Case Shiller is weighted by housing value. The 3 California cities make up 27% of the index and 12% of U.S. housing value. Despite the headline grabbing California growth, price increases differ sharply by city. Phoenix grew faster than California in January at an annual rate of 27%. It declined for the fourth straight month to 14%. The four cities that were the most stable during the bubble grew in May by 5%. Housing outside the Case Shiller cities represents 75% of the housing stock and is drastically lower priced. Inventories are over 10 months of sales. Prices outside the Case Shiller grew at only 5 %. The national inventory is 9 months vs. 3 to4 in California, and 7 months in the Case Shiller. The May national annual price increase is 9% per the FHFA purchase only index.
The Case Shiller 20 index highlights the surging prices in expensive markets. Media coverage of the hot markets leads to higher price expectations in other markets. The more expensive markets showed a greater response to FHA loan limits, house purchase credit and other programs. The California market has a long history of booms and busts. Buyers remember the peak and believe that these prices will return. With some good news the price stampede will begin. In the current case, higher FHA loan limits were reinstated, increasing prices beginning in November 2011 which continued in March 2012 negotiations – the basis of May 2012 reporting. This increased the May 2013 reported Case Shiller year over year number. The reporting lag is so great that economists forget what happened when prices changed. So, few analysts do try to understand monthly trends.

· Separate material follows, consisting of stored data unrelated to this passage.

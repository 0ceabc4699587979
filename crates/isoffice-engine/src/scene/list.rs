use super::{DrawCmd, ZIndex};

/// Paint-order key: `z` first, then insertion `order`, so equal depth keys
/// paint in the order they were pushed.
#[derive(Debug, Copy, Clone, Eq, PartialEq, Ord, PartialOrd)]
pub struct SortKey {
    pub z: ZIndex,
    pub order: u32,
}

/// A single draw item: sort key + command.
#[derive(Debug, Clone, PartialEq)]
pub struct DrawItem {
    pub key: SortKey,
    pub cmd: DrawCmd,
}

/// Recorded draw stream for a frame.
///
/// Performance characteristics:
/// - `push()` is O(1)
/// - paint-order iteration reuses an internal index buffer; no per-frame
///   allocation once warmed, and no re-sort while nothing was pushed
///
/// The list is the actual painter's-algorithm sort: scene code only assigns
/// [`ZIndex`] values.
#[derive(Debug, Default)]
pub struct DrawList {
    items: Vec<DrawItem>,
    next_order: u32,

    sorted_indices: Vec<usize>,
    sorted_dirty: bool,
}

impl DrawList {
    #[inline]
    pub fn new() -> Self {
        Self::default()
    }

    /// Clears recorded items. Keeps allocated capacity for reuse.
    #[inline]
    pub fn clear(&mut self) {
        self.items.clear();
        self.next_order = 0;
        self.sorted_dirty = true;
        self.sorted_indices.clear();
    }

    #[inline]
    pub fn len(&self) -> usize {
        self.items.len()
    }

    #[inline]
    pub fn is_empty(&self) -> bool {
        self.items.is_empty()
    }

    /// Returns items in insertion order.
    #[inline]
    pub fn items(&self) -> &[DrawItem] {
        &self.items
    }

    /// Pushes a draw command with the given z-index.
    #[inline]
    pub fn push(&mut self, z: ZIndex, cmd: DrawCmd) {
        let order = self.next_order;
        self.next_order = self.next_order.wrapping_add(1);

        self.items.push(DrawItem {
            key: SortKey { z, order },
            cmd,
        });

        self.sorted_dirty = true;
    }

    /// Returns indices into `items` in paint order (back-to-front).
    ///
    /// This buffer is owned by `DrawList` and reused across frames.
    pub fn indices_in_paint_order(&mut self) -> &[usize] {
        if self.sorted_dirty {
            self.rebuild_sorted_indices();
        }
        &self.sorted_indices
    }

    /// Iterates items in paint order without cloning draw commands.
    pub fn iter_in_paint_order(&mut self) -> impl Iterator<Item = &DrawItem> {
        if self.sorted_dirty {
            self.rebuild_sorted_indices();
        }

        self.sorted_indices.iter().map(|&i| &self.items[i])
    }

    fn rebuild_sorted_indices(&mut self) {
        self.sorted_indices.clear();
        self.sorted_indices.extend(0..self.items.len());

        let items = &self.items;
        self.sorted_indices.sort_unstable_by_key(|&i| items[i].key);

        self.sorted_dirty = false;
    }
}
#[cfg(test)]
mod tests {
    use isoffice_engine::input::{Modifiers, MouseWheelDelta};

    use super::*;
    use crate::config::{ChairPlacement, Footprint};

    fn scene() -> OfficeScene {
        OfficeScene::create(OfficeConfig::default(), Viewport::new(800.0, 600.0))
            .expect("default office")
    }

    fn depth(scene: &OfficeScene, h: DrawHandle) -> f64 {
        scene.nodes().get(h).map(|n| n.depth).unwrap_or(f64::NAN)
    }

    fn wheel(lines: f32) -> InputEvent {
        InputEvent::MouseWheel {
            delta: MouseWheelDelta::Line { x: 0.0, y: lines },
            modifiers: Modifiers::default(),
        }
    }

    fn button(button: MouseButton, state: MouseButtonState, x: f32, y: f32) -> InputEvent {
        InputEvent::PointerButton(PointerButtonEvent {
            button,
            state,
            x,
            y,
            modifiers: Modifiers::default(),
        })
    }

    fn apply(input: &mut InputState, events: Vec<InputEvent>) -> InputFrame {
        let mut frame = InputFrame::default();
        for ev in events {
            input.apply_event(&mut frame, ev);
        }
        frame
    }

    #[test]
    fn builds_room_and_furniture() {
        let s = scene();
        // floor, carpet, two walls, windows, table, 11 chairs
        assert_eq!(s.nodes().len(), 5 + 1 + 11);
        assert_eq!(s.sorter().len(), 12);
        assert!(!s.sorter().is_dirty());
    }

    #[test]
    fn furniture_depth_follows_the_grid() {
        let s = scene();
        assert_eq!(depth(&s, s.table()), 1110.0);
        // (5, 2) behind the table, (5, 7) in front of it.
        assert_eq!(depth(&s, s.chairs()[0]), 705.0);
        assert_eq!(depth(&s, s.chairs()[3]), 1205.0);
    }

    #[test]
    fn invalid_config_is_rejected() {
        let mut config = OfficeConfig::default();
        config.room.table = Footprint::new(12, 8, 5, 3);
        let err = OfficeScene::create(config, Viewport::new(800.0, 600.0)).err();
        assert!(matches!(err, Some(SceneError::Config(ConfigError::OutsideRoom { .. }))));

        let mut config = OfficeConfig::default();
        config.chairs.push(ChairPlacement::new(14, 0, isoffice_grid::Facing::SE));
        assert!(OfficeScene::create(config, Viewport::new(800.0, 600.0)).is_err());
    }

    #[test]
    fn camera_starts_centred_on_the_room() {
        let s = scene();
        let centre = s.projection().project(s.config().room.bounds().center());
        let on_screen = s.camera().world_to_screen(Vec2::new(centre.x as f32, centre.y as f32));
        assert!((on_screen - Vec2::new(400.0, 270.0)).length() < 1e-3);
        assert_eq!(s.camera().zoom(), 1.2);
    }

    #[test]
    fn moving_a_chair_reorders_it_on_update() {
        let mut s = scene();
        let chair = s.chairs()[0];
        s.move_node(chair, GridPos::new(9.0, 8.0)).expect("registered");
        assert_eq!(depth(&s, chair), 705.0);

        s.update(0.016);
        assert_eq!(depth(&s, chair), 1705.0);
    }

    #[test]
    fn despawn_drops_sorter_entry() {
        let mut s = scene();
        let chair = s.chairs()[1];
        assert!(s.despawn(chair).is_some());
        assert_eq!(s.sorter().len(), 11);
        assert!(matches!(
            s.move_node(chair, GridPos::new(1.0, 1.0)),
            Err(SceneError::Depth(DepthError::NotRegistered(_)))
        ));
    }

    #[test]
    fn despawn_of_unsorted_node_leaves_sorter_alone() {
        let mut s = scene();
        let before = s.nodes().len();
        let h = s.spawn(SceneNode::new(400, vec![]));
        assert!(s.despawn(h).is_some());
        assert_eq!(s.nodes().len(), before);
        assert_eq!(s.sorter().len(), 12);
        assert!(s.despawn(h).is_none());
    }

    #[test]
    fn furniture_depth_matches_its_sort_key() {
        let s = scene();
        let table = s.config().room.table.center();
        assert_eq!(
            depth(&s, s.table()),
            isoffice_grid::depth_key(table.gx, table.gy, TABLE_SORT_LAYER)
        );
        for (h, p) in s.chairs().iter().zip(&s.config().chairs) {
            assert_eq!(
                depth(&s, *h),
                isoffice_grid::depth_key(p.gx as f64, p.gy as f64, CHAIR_SORT_LAYER)
            );
        }
    }

    #[test]
    fn spawn_at_rejects_oversized_layer() {
        let mut s = scene();
        let before = s.nodes().len();
        let res = s.spawn_at(SceneNode::new(300, vec![]), GridPos::new(1.0, 1.0), 100);
        assert!(matches!(res, Err(SceneError::Depth(DepthError::LayerOutOfRange { .. }))));
        assert_eq!(s.nodes().len(), before);
    }

    #[test]
    fn draw_list_is_recorded_once_per_change() {
        let mut s = scene();
        let first = s.draw_list().len();
        assert!(first > 0);
        assert!(!s.nodes().is_dirty());

        s.spawn(SceneNode::new(400, vec![geometry::Shape::line(
            ScreenPoint::new(0.0, 0.0),
            ScreenPoint::new(1.0, 1.0),
            1.0,
            geometry::Fill::solid(0),
        )]));
        assert_eq!(s.draw_list().len(), first + 1);
    }

    #[test]
    fn wheel_zooms_around_the_pointer() {
        let mut s = scene();
        let mut input = InputState::default();
        let pointer = Vec2::new(200.0, 150.0);
        let under = s.camera().screen_to_world(pointer);

        let frame = apply(
            &mut input,
            vec![InputEvent::PointerMoved(PointerMoveEvent { x: 200.0, y: 150.0 }), wheel(1.0)],
        );
        assert!(s.handle_input(&input, &frame));
        assert!((s.camera().zoom() - 1.32).abs() < 1e-5);
        assert!((s.camera().world_to_screen(under) - pointer).length() < 1e-3);

        let frame = apply(&mut input, vec![wheel(-1.0)]);
        s.handle_input(&input, &frame);
        assert!((s.camera().zoom() - 1.188).abs() < 1e-5);
    }

    #[test]
    fn wheel_pivot_is_the_pointer_at_wheel_time() {
        let mut s = scene();
        let mut input = InputState::default();
        let pointer = Vec2::new(200.0, 150.0);
        let under = s.camera().screen_to_world(pointer);

        let frame = apply(
            &mut input,
            vec![
                InputEvent::PointerMoved(PointerMoveEvent { x: 200.0, y: 150.0 }),
                wheel(1.0),
                InputEvent::PointerMoved(PointerMoveEvent { x: 700.0, y: 500.0 }),
            ],
        );
        assert!(s.handle_input(&input, &frame));
        assert!((s.camera().world_to_screen(under) - pointer).length() < 1e-3);
    }

    #[test]
    fn wheel_pivot_carries_over_from_the_previous_frame() {
        let mut s = scene();
        let mut input = InputState::default();
        let frame = apply(
            &mut input,
            vec![InputEvent::PointerMoved(PointerMoveEvent { x: 300.0, y: 100.0 })],
        );
        s.handle_input(&input, &frame);

        let pointer = Vec2::new(300.0, 100.0);
        let under = s.camera().screen_to_world(pointer);
        let frame = apply(
            &mut input,
            vec![wheel(-1.0), InputEvent::PointerMoved(PointerMoveEvent { x: 10.0, y: 10.0 })],
        );
        assert!(s.handle_input(&input, &frame));
        assert!((s.camera().world_to_screen(under) - pointer).length() < 1e-3);
    }

    #[test]
    fn right_drag_pans_and_release_stops() {
        let mut s = scene();
        let mut input = InputState::default();
        let start = s.camera().offset();

        let frame = apply(
            &mut input,
            vec![
                button(MouseButton::Right, MouseButtonState::Pressed, 100.0, 100.0),
                InputEvent::PointerMoved(PointerMoveEvent { x: 130.0, y: 90.0 }),
            ],
        );
        s.handle_input(&input, &frame);
        assert!(s.is_dragging());
        assert!((s.camera().offset() - start - Vec2::new(30.0, -10.0)).length() < 1e-3);

        let frame = apply(
            &mut input,
            vec![
                button(MouseButton::Right, MouseButtonState::Released, 130.0, 90.0),
                InputEvent::PointerMoved(PointerMoveEvent { x: 200.0, y: 200.0 }),
            ],
        );
        s.handle_input(&input, &frame);
        assert!(!s.is_dragging());
        assert!((s.camera().offset() - start - Vec2::new(30.0, -10.0)).length() < 1e-3);
    }

    #[test]
    fn left_button_does_not_drag() {
        let mut s = scene();
        let mut input = InputState::default();
        let frame = apply(
            &mut input,
            vec![button(MouseButton::Left, MouseButtonState::Pressed, 10.0, 10.0)],
        );
        s.handle_input(&input, &frame);
        assert!(!s.is_dragging());
    }

    #[test]
    fn keys_pan_and_reset() {
        let mut s = scene();
        let mut input = InputState::default();
        let start = s.camera().offset();
        let key = |key: Key| InputEvent::Key {
            key,
            state: isoffice_engine::input::KeyState::Pressed,
            modifiers: Modifiers::default(),
            code: 0,
            repeat: false,
        };

        let frame = apply(&mut input, vec![key(Key::ArrowLeft), key(Key::ArrowUp)]);
        assert!(s.handle_input(&input, &frame));
        assert!((s.camera().offset() - start - Vec2::new(32.0, 32.0)).length() < 1e-3);

        let frame = apply(&mut input, vec![key(Key::R)]);
        assert!(s.handle_input(&input, &frame));
        assert!((s.camera().offset() - start).length() < 1e-3);
    }

    #[test]
    fn zoom_steps_and_reset() {
        let mut s = scene();
        assert!(s.zoom_in());
        assert!((s.camera().zoom() - 1.44).abs() < 1e-5);
        s.zoom_out();
        s.zoom_out();
        assert!(s.camera().zoom() < 1.2);

        let start = scene().camera().offset();
        s.reset_view();
        assert_eq!(s.camera().zoom(), 1.2);
        assert!((s.camera().offset() - start).length() < 1e-3);
    }

    #[test]
    fn resize_keeps_the_room_centred() {
        let mut s = scene();
        let centre = s.projection().project(s.config().room.bounds().center());
        let centre = Vec2::new(centre.x as f32, centre.y as f32);

        s.resize(Viewport::new(1000.0, 800.0));
        let on_screen = s.camera().world_to_screen(centre);
        assert!((on_screen - Vec2::new(500.0, 370.0)).length() < 1e-3);

        s.resize(Viewport::new(0.0, 0.0));
        assert_eq!(s.viewport(), Viewport::new(1000.0, 800.0));
    }

    #[test]
    fn tile_at_inverts_the_camera() {
        let s = scene();
        let world = s.projection().grid_to_screen(3.0, 4.0);
        let screen = s.camera().world_to_screen(Vec2::new(world.x as f32, world.y as f32));
        assert_eq!(s.tile_at(screen), Some((3, 4)));

        // Just inside the east corner of the same diamond.
        let near_edge = s
            .camera()
            .world_to_screen(Vec2::new(world.x as f32 + 30.0, world.y as f32));
        assert_eq!(s.tile_at(near_edge), Some((3, 4)));

        assert_eq!(s.tile_at(Vec2::new(-5_000.0, -5_000.0)), None);
    }
}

Increases in markets such as California are not driven by fundamentals. But price trends are predictable. The decline from the peak of the Bubble in 2006 until federal programs were launched in April 2009 correlated with the price growth in the expansion and personal income at 92%.
The May reported prices were negotiated in March, before the spring market, the recent higher mortgage rates, slowdown in investor purchase of homes, and recent increase in California inventories. With these conditions, price trends will continue to be negative.
Next month the Case Shiller 20 city average year over year growth is projected to be 0 % to 0.2% down – the first decline in 17 months. But prices will still be growing at an annual rate of 10% to 8% with a larger decline in California. The recovery will continue but prices will continue to grow more slowly and some of the hot markets will see price declines in the near future.